Segment Open

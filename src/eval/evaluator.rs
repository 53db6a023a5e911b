use serde::{Deserialize, Serialize};

use crate::data::loader::DataLoader;
use crate::error::{Result, TrainError};
use crate::eval::frozen::Frozen;
use crate::loss::criterion::Criterion;
use crate::network::model::Model;
use crate::task::correctness::Correctness;

/// Accuracy and mean loss over one pass of a held-out loader.
#[derive(Debug, Clone, Copy, PartialEq, Serialize, Deserialize)]
pub struct Evaluation {
    /// Fraction of correct examples, in [0, 1].
    pub accuracy: f64,
    /// Example-weighted mean loss.
    pub mean_loss: f64,
    pub samples: usize,
}

/// Runs `model` frozen over `loader` in index order.
///
/// Batch losses are weighted by batch size, so a short final batch counts
/// exactly as much as its examples. The model's mode is restored on every
/// path out of this function.
pub fn evaluate<M: Model>(
    model: &mut M,
    loader: &DataLoader,
    criterion: &dyn Criterion,
    correctness: &dyn Correctness,
) -> Result<Evaluation> {
    let frozen = Frozen::new(model);

    let mut loss_sum = 0.0;
    let mut correct = 0usize;
    let mut samples = 0usize;

    for batch in loader.in_order() {
        let batch = batch?;
        let outputs: Vec<Vec<f64>> = batch.inputs.iter().map(|x| frozen.infer(x)).collect();

        loss_sum += criterion.batch_loss(&outputs, &batch.targets) * batch.len() as f64;
        for (output, target) in outputs.iter().zip(&batch.targets) {
            if correctness.is_correct(output, target)? {
                correct += 1;
            }
        }
        samples += batch.len();
    }

    if samples == 0 {
        return Err(TrainError::config("evaluation loader yielded no samples"));
    }

    Ok(Evaluation {
        accuracy: correct as f64 / samples as f64,
        mean_loss: loss_sum / samples as f64,
        samples,
    })
}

Segment Closed

* [WHAT IS BEING ASKED] All that is wanted is the stretch of lines above from the one containing "let mut loss_sum = 0.0;" through the one containing "let outputs: Vec<Vec<f64>>", duplicated exactly.

* [RESULT OF THIS TASK]
    let mut loss_sum = 0.0;
    let mut correct = 0usize;
    let mut samples = 0usize;

    for batch in loader.in_order() {
        let batch = batch?;
        let outputs: Vec<Vec<f64>> = batch.inputs.iter().map(|x| frozen.infer(x)).collect();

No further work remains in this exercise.